Specifically, Buffalo Place is urging Buffalo Parking Commissioner Kevin J. Helfer to create an annual “off-peak” parking permit that would be valid at the 11 BCAR ramps and lots except Monday through Friday from 8 a.m. to 4 p.m. Such a permit would be designed for downtown employees and the growing number of people living in the urban core, who now often park on the streets and prevent diners, shoppers and hotel guests from getting convenient spaces.
“We have many more employees that work after business hours, in hotels and restaurants, in customer service, in startups in the city,” said architect and downtown resident Steven J. Carmina, a member of the board who heads its Downtown Living committee. “They’re utilizing on-street parking, and maybe even parking illegally and taking up space that could be used for patrons.”
Instead, Buffalo Place urged the city to institute new regulations and pricing to discourage much of the on-street parking, except for patrons, and encourage others to use existing parking lots and ramps.
Restaurants are even willing to pay $325 or $350 a year for their employees to use such “structured” parking, because the street parking is so valuable, Carmina said.
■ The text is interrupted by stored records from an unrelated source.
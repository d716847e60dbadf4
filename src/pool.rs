//! Pool state, accounting, and the acquire/release/remove protocols.
//!
//! The four shared sets from the data model (`total`, `idle`, `queue`,
//! `ending`) live behind one `std::sync::Mutex`: short critical sections
//! only, the lock is never held across an `.await`. Waiter handoff uses a
//! `tokio::sync::oneshot` channel as the single-shot completion primitive,
//! matching `sqlx_core::pool::queue::ConnectionQueue`'s use of
//! `futures_channel::oneshot`.

use std::collections::{HashSet, VecDeque};
use std::sync::{Arc, Mutex};

use tokio::sync::oneshot;
use tracing::{instrument, trace};

use crate::connection::PooledConnection;
use crate::driver::{ConnectionId, DriverConnection};
use crate::error::PoolError;
use crate::events::PoolEvent;
use crate::options::PgPoolOptions;
use crate::waiter::{Handoff, Waiter};

mod connect;
mod query;

/// Why a connection was torn down, for logging only (not part of the public
/// event payload — the event surface follows `spec.md` §6 exactly).
#[derive(Debug, Clone, Copy)]
pub(crate) enum RemoveReason {
    IdleTimeout,
    DriverError,
    ExplicitRemove,
    PoolEnded,
}

pub(crate) struct IdleEntry<C: DriverConnection> {
    id: ConnectionId,
    driver: C,
    cancel: oneshot::Sender<()>,
}

struct State<C: DriverConnection> {
    total: HashSet<ConnectionId>,
    idle: VecDeque<IdleEntry<C>>,
    queue: VecDeque<Waiter<C>>,
    ending: bool,
}

impl<C: DriverConnection> State<C> {
    fn new() -> Self {
        Self {
            total: HashSet::new(),
            idle: VecDeque::new(),
            queue: VecDeque::new(),
            ending: false,
        }
    }
}

/// What to remove: a detached (in-use) connection's driver handed in by the
/// caller, or an id that should still be sitting in the idle set.
pub(crate) enum RemoveSource<C: DriverConnection> {
    Detached(C),
    Idle,
}

pub(crate) struct Shared<C: DriverConnection> {
    pub(crate) options: PgPoolOptions<C>,
    state: Mutex<State<C>>,
}

impl<C: DriverConnection> Shared<C> {
    fn emit(&self, event: &PoolEvent<'_>) {
        self.options.event_sink.on_event(event);
    }

    fn is_ending(&self) -> bool {
        self.state.lock().unwrap_or_else(|e| e.into_inner()).ending
    }

    #[instrument(target = "postgres_pool::pool", skip_all)]
    pub(crate) async fn acquire(self: Arc<Self>) -> Result<PooledConnection<C>, PoolError> {
        enum Next<C: DriverConnection> {
            Idle(ConnectionId, C),
            Connect(ConnectionId),
            Wait(oneshot::Receiver<Handoff<C>>, u64),
        }

        // A loop, not recursion: a stale idle connection is removed and the
        // whole selection (idle/connect/wait) is retried from scratch. Async
        // fns can't recurse into themselves without boxing the resulting
        // self-referential future, so this retries via `continue` instead.
        loop {
            let next = {
                let mut state = self.state.lock().unwrap_or_else(|e| e.into_inner());
                if state.ending {
                    return Err(PoolError::Ended);
                }

                if let Some(entry) = state.idle.pop_front() {
                    let _ = entry.cancel.send(());
                    Next::Idle(entry.id, entry.driver)
                } else if (state.total.len() as u32) < self.options.pool_size {
                    let id = ConnectionId::next();
                    state.total.insert(id);
                    Next::Connect(id)
                } else {
                    let waiter_id = Waiter::<C>::next_id();
                    let (tx, rx) = oneshot::channel();
                    state.queue.push_back(Waiter { id: waiter_id, tx });
                    Next::Wait(rx, waiter_id)
                }
            };

            match next {
                Next::Idle(id, mut driver) => {
                    if let Some(err) = driver.take_error() {
                        self.emit(&PoolEvent::Error {
                            error: &err,
                            connection_id: Some(id),
                        });
                        self.clone()
                            .remove(id, RemoveSource::Detached(driver), RemoveReason::DriverError)
                            .await;
                        // The slot `remove` just freed lets this retry proceed
                        // through idle/connect/wait again from scratch.
                        continue;
                    }
                    trace!(target: "postgres_pool::pool", %id, "reusing idle connection");
                    self.emit(&PoolEvent::IdleConnectionActivated { connection_id: id });
                    return Ok(PooledConnection::new(self, id, driver));
                }

                Next::Connect(id) => {
                    return match self.clone().connect_with_retry(id, 0, None).await {
                        Ok(driver) => Ok(PooledConnection::new(self, id, driver)),
                        Err(err) => {
                            self.state.lock().unwrap_or_else(|e| e.into_inner()).total.remove(&id);
                            Err(err)
                        }
                    };
                }

                Next::Wait(rx, waiter_id) => {
                    self.emit(&PoolEvent::ConnectionRequestQueued);
                    trace!(target: "postgres_pool::pool", waiter_id, "enqueued waiter");

                    let deadline = tokio::time::Instant::now() + self.options.acquire_timeout;
                    let mut rx = rx;

                    let handoff = tokio::select! {
                        result = &mut rx => result.map_err(|_| PoolError::AcquireTimeout)?,
                        _ = tokio::time::sleep_until(deadline) => {
                            let removed = {
                                let mut state = self.state.lock().unwrap_or_else(|e| e.into_inner());
                                let before = state.queue.len();
                                state.queue.retain(|w| w.id != waiter_id);
                                state.queue.len() != before
                            };
                            if removed {
                                return Err(PoolError::AcquireTimeout);
                            }
                            // A release already popped this waiter concurrently with
                            // the deadline firing; fall back to awaiting the handoff
                            // rather than reporting a spurious timeout.
                            rx.await.map_err(|_| PoolError::AcquireTimeout)?
                        }
                    };

                    self.emit(&PoolEvent::ConnectionRequestDequeued);
                    return Ok(PooledConnection::new(self, handoff.id, handoff.driver));
                }
            }
        }
    }

    pub(crate) async fn release(self: Arc<Self>, id: ConnectionId, driver: C, remove_flag: bool) {
        if remove_flag || self.is_ending() {
            let reason = if remove_flag {
                RemoveReason::ExplicitRemove
            } else {
                RemoveReason::PoolEnded
            };
            self.remove(id, RemoveSource::Detached(driver), reason).await;
            return;
        }

        let mut driver = driver;
        loop {
            let waiter = self.state.lock().unwrap_or_else(|e| e.into_inner()).queue.pop_front();
            let Some(waiter) = waiter else { break };
            match waiter.tx.send(Handoff { id, driver }) {
                Ok(()) => return,
                Err(handoff) => {
                    driver = handoff.driver;
                    continue;
                }
            }
        }

        if self.options.idle_timeout.is_zero() {
            self.remove(id, RemoveSource::Detached(driver), RemoveReason::IdleTimeout)
                .await;
            return;
        }

        let (cancel_tx, cancel_rx) = oneshot::channel();
        {
            let mut state = self.state.lock().unwrap_or_else(|e| e.into_inner());
            state.idle.push_back(IdleEntry {
                id,
                driver,
                cancel: cancel_tx,
            });
        }
        self.emit(&PoolEvent::ConnectionIdle { connection_id: id });

        let shared = self.clone();
        let idle_timeout = self.options.idle_timeout;
        tokio::spawn(async move {
            tokio::select! {
                _ = tokio::time::sleep(idle_timeout) => {
                    shared.remove(id, RemoveSource::Idle, RemoveReason::IdleTimeout).await;
                }
                _ = cancel_rx => {}
            }
        });
    }

    pub(crate) async fn remove(
        self: Arc<Self>,
        id: ConnectionId,
        source: RemoveSource<C>,
        reason: RemoveReason,
    ) {
        let driver = match source {
            RemoveSource::Detached(driver) => driver,
            RemoveSource::Idle => {
                let entry = {
                    let mut state = self.state.lock().unwrap_or_else(|e| e.into_inner());
                    let pos = state.idle.iter().position(|entry| entry.id == id);
                    pos.map(|pos| state.idle.remove(pos).unwrap())
                };
                match entry {
                    Some(entry) => {
                        self.emit(&PoolEvent::ConnectionRemovedFromIdlePool { connection_id: id });
                        entry.driver
                    }
                    // Already reused or removed concurrently (e.g. the idle
                    // timer lost a race with a reuse that forgot to cancel).
                    None => return,
                }
            }
        };

        let was_tracked = self.state.lock().unwrap_or_else(|e| e.into_inner()).total.remove(&id);
        if !was_tracked {
            trace!(target: "postgres_pool::pool", %id, ?reason, "double-remove observed, no-op");
        }

        if let Err(err) = driver.close().await {
            if !C::is_benign_close_error(&err) {
                self.emit(&PoolEvent::Error {
                    error: &err,
                    connection_id: Some(id),
                });
            }
        }

        self.emit(&PoolEvent::ConnectionRemovedFromPool { connection_id: id });
    }

    /// Remove every currently-idle connection, sequentially.
    ///
    /// Sequential rather than concurrent per the chosen resolution in
    /// DESIGN.md: either order satisfies the one hard requirement (a
    /// subsequent acquire must not observe an already-removed connection as
    /// idle), and sequential draining keeps `remove`'s driver-error
    /// bookkeeping trivially race-free.
    pub(crate) async fn drain_idle(self: Arc<Self>) {
        let entries: Vec<IdleEntry<C>> = {
            let mut state = self.state.lock().unwrap_or_else(|e| e.into_inner());
            state.idle.drain(..).collect()
        };
        for entry in entries {
            let _ = entry.cancel.send(());
            self.clone()
                .remove(
                    entry.id,
                    RemoveSource::Detached(entry.driver),
                    RemoveReason::PoolEnded,
                )
                .await;
        }
    }

    pub(crate) fn total_count(&self) -> usize {
        self.state.lock().unwrap_or_else(|e| e.into_inner()).total.len()
    }

    pub(crate) fn idle_count(&self) -> usize {
        self.state.lock().unwrap_or_else(|e| e.into_inner()).idle.len()
    }

    pub(crate) fn waiting_count(&self) -> usize {
        self.state.lock().unwrap_or_else(|e| e.into_inner()).queue.len()
    }
}

/// A bounded pool of physical connections to a PostgreSQL-wire-protocol
/// server, generic over the underlying [`DriverConnection`].
///
/// Cloning a `Pool` is cheap (it is a thin handle over a shared, reference
/// counted state) and every clone refers to the same set of physical
/// connections.
pub struct Pool<C: DriverConnection>(pub(crate) Arc<Shared<C>>);

impl<C: DriverConnection> Clone for Pool<C> {
    fn clone(&self) -> Self {
        Pool(self.0.clone())
    }
}

impl<C: DriverConnection> Pool<C> {
    pub(crate) fn new(options: PgPoolOptions<C>) -> Self {
        Pool(Arc::new(Shared {
            options,
            state: Mutex::new(State::new()),
        }))
    }

    /// Acquire an exclusively-owned connection, per the protocol in
    /// `spec.md` §4.2: reuse an idle connection if one exists, otherwise
    /// open a new one if under `pool_size`, otherwise wait in FIFO order for
    /// a release.
    pub async fn acquire(&self) -> Result<PooledConnection<C>, PoolError> {
        self.0.clone().acquire().await
    }

    /// Latch the pool closed: drains every idle connection, rejects new
    /// acquires immediately, and lets in-flight connections finish and be
    /// removed on their own release.
    pub async fn end(&self) {
        self.0.state.lock().unwrap_or_else(|e| e.into_inner()).ending = true;
        self.0.clone().drain_idle().await;
    }

    /// Number of physical connections currently counted against `pool_size`
    /// (connecting, in-use, and idle).
    pub fn total_count(&self) -> usize {
        self.0.total_count()
    }

    /// Number of connections currently sitting in the idle set.
    pub fn idle_count(&self) -> usize {
        self.0.idle_count()
    }

    /// Number of callers currently queued waiting for a connection.
    pub fn waiting_count(&self) -> usize {
        self.0.waiting_count()
    }
}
“People are willing to pay,” he said. “It’s worth more for their customers to be able to park in front.”
The proposal comes as Buffalo undergoes significant changes attracting more people into the central business district in evenings and weekends, with more hotels, restaurants, retailers and residential apartments, as well as businesses that don’t just operate during traditional hours.
Downtown Buffalo is currently home to more than 1,100 businesses and 58,000 workers, as well as 8,300 residents, more than 60 restaurants and more than 50 stores, according to Buffalo Place.
And more than 1,000 new apartments have been developed downtown in recent years – with Mayor Byron W. Brown calling for another 1,000 by 2018. And a “significant” number of new restaurants and businesses are opening within the next year, Buffalo Place noted.
Meanwhile, the downtown workforce is growing, with new businesses and an estimated 5,000 additional workers who are expected to be on the Buffalo Niagara Medical Campus by 2017.
Where downtown Buffalo used to be active predominantly during the workday and then closed for the night and weekends, it’s moving increasingly – albeit slowly – toward becoming a 24-hour residential, hospitality and entertainment district.
“Our downtown has changed,” said Buffalo Place Chairman Keith M. Belanger. “Our downtown is no longer a place where people drive in at 8 and leave at 5. There’s a lot of entertainment now and people living there.”
There are 33,731 downtown parking spaces in ramps and lots, with 21,151 occupied, according to a fall 2014 study by Buffalo Place.
In the retail core area, near Main Place Mall, as many as 90 percent of the parking spaces are taken at peak times.
And it will only get worse as cars return to Main Street. “We haven’t had Main Street for 30 years,” Carmina said. “When we open up Main Street, we’re going to be creating many, many parking opportunities, and we want those intrinsically tied to residents and not overnight workers.”
Buffalo Place noted that parking ramps currently have a lot of empty spaces after 4 p.m. and through the night that could be used. The new system could keep existing rates at ramps, but in a more formalized manner, and could raise on-street rates. Carmina noted that the city’s parking ramps are typically free after 5 p.m. right now, but other options could include an overnight parking pass. Restaurants are also looking for more patron parking, so the new system could also include two hours of free parking for customers of downtown eateries, Carmina said.
Similar concepts have been tested in other cities that have experienced such changes, such as Cincinnati, Cleveland and Tampa, and Belanger said he’s not aware of anyone opposed to the concept.
Such a system would likely require BCAR and Common Council approval, Carmina said. Officials also would have to work out the specifics on pricing, but BCAR has tested its equipment for possible changes, and it could be implemented within two to three months if approved, said Samuel F. Iraci, BCAR executive director.
“This would be a baby step, to try to address the needs of downtown as it changes,” Belanger said. “I’m very comfortable with what we’re proposing here. It seems very logical.”